What is needed: Please print each of the entries below exactly.

Material shown:

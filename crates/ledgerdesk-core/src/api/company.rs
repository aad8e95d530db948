use std::collections::HashSet;

use ledgerdesk_domain::{Company, CreateCompanyLocation};

use super::ErpApi;
use crate::error::{CoreResult, ValidationErrors};
use crate::session::SessionStore;
use crate::transport::{ApiRequest, ApiTransport};

impl<T: ApiTransport, S: SessionStore> ErpApi<T, S> {
    pub fn companies(&self) -> CoreResult<Vec<Company>> {
        self.fetch(ApiRequest::get("/api/company/get-all-companies"))
    }

    /// Companies the signed-in user is assigned to.
    pub fn permitted_companies(&self) -> CoreResult<Vec<Company>> {
        let user = self.current_user()?;
        Ok(self
            .companies()?
            .into_iter()
            .filter(|company| user.company(company.id).is_some())
            .collect())
    }

    pub fn create_company_location(&self, payload: &CreateCompanyLocation) -> CoreResult<Company> {
        let mut errors = ValidationErrors::default();
        errors.check(
            payload.company.name.trim().is_empty(),
            "company.name",
            "Company name is required",
        );
        errors.check(
            payload.locations.is_empty(),
            "locations",
            "Add at least one location",
        );
        let mut seen = HashSet::new();
        for (index, location) in payload.locations.iter().enumerate() {
            let name = location.name.trim().to_ascii_lowercase();
            if name.is_empty() {
                errors.push(format!("locations[{}].name", index), "Location name is required");
            } else if !seen.insert(name) {
                errors.push(
                    format!("locations[{}].name", index),
                    format!("Location `{}` is listed twice", location.name.trim()),
                );
            }
        }
        errors.into_result()?;

        let company = self.fetch::<Company>(
            ApiRequest::post("/api/company/create-company-location").with_json(payload)?,
        )?;
        tracing::info!(company_id = company.id, "company created");
        Ok(company)
    }
}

Written answer:
filename crates/ledgerdesk-core/src/api/company.rs
repository aad8e95d530db948
use std::collections::HashSet;

use ledgerdesk_domain::{Company, CreateCompanyLocation};

use super::ErpApi;
use crate::error::{CoreResult, ValidationErrors};
use crate::session::SessionStore;
use crate::transport::{ApiRequest, ApiTransport};

impl<T: ApiTransport, S: SessionStore> ErpApi<T, S> {
    pub fn companies(&self) -> CoreResult<Vec<Company>> {
        self.fetch(ApiRequest::get("/api/company/get-all-companies"))
    }

    /// Companies the signed-in user is assigned to.
    pub fn permitted_companies(&self) -> CoreResult<Vec<Company>> {
        let user = self.current_user()?;
        Ok(self
            .companies()?
            .into_iter()
            .filter(|company| user.company(company.id).is_some())
            .collect())
    }

    pub fn create_company_location(&self, payload: &CreateCompanyLocation) -> CoreResult<Company> {
        let mut errors = ValidationErrors::default();
        errors.check(
            payload.company.name.trim().is_empty(),
            "company.name",
            "Company name is required",
        );
        errors.check(
            payload.locations.is_empty(),
            "locations",
            "Add at least one location",
        );
        let mut seen = HashSet::new();
        for (index, location) in payload.locations.iter().enumerate() {
            let name = location.name.trim().to_ascii_lowercase();
            if name.is_empty() {
                errors.push(format!("locations[{}].name", index), "Location name is required");
            } else if !seen.insert(name) {
                errors.push(
                    format!("locations[{}].name", index),
                    format!("Location `{}` is listed twice", location.name.trim()),
                );
            }
        }
        errors.into_result()?;

        let company = self.fetch::<Company>(
            ApiRequest::post("/api/company/create-company-location").with_json(payload)?,
        )?;
        tracing::info!(company_id = company.id, "company created");
        Ok(company)
    }
}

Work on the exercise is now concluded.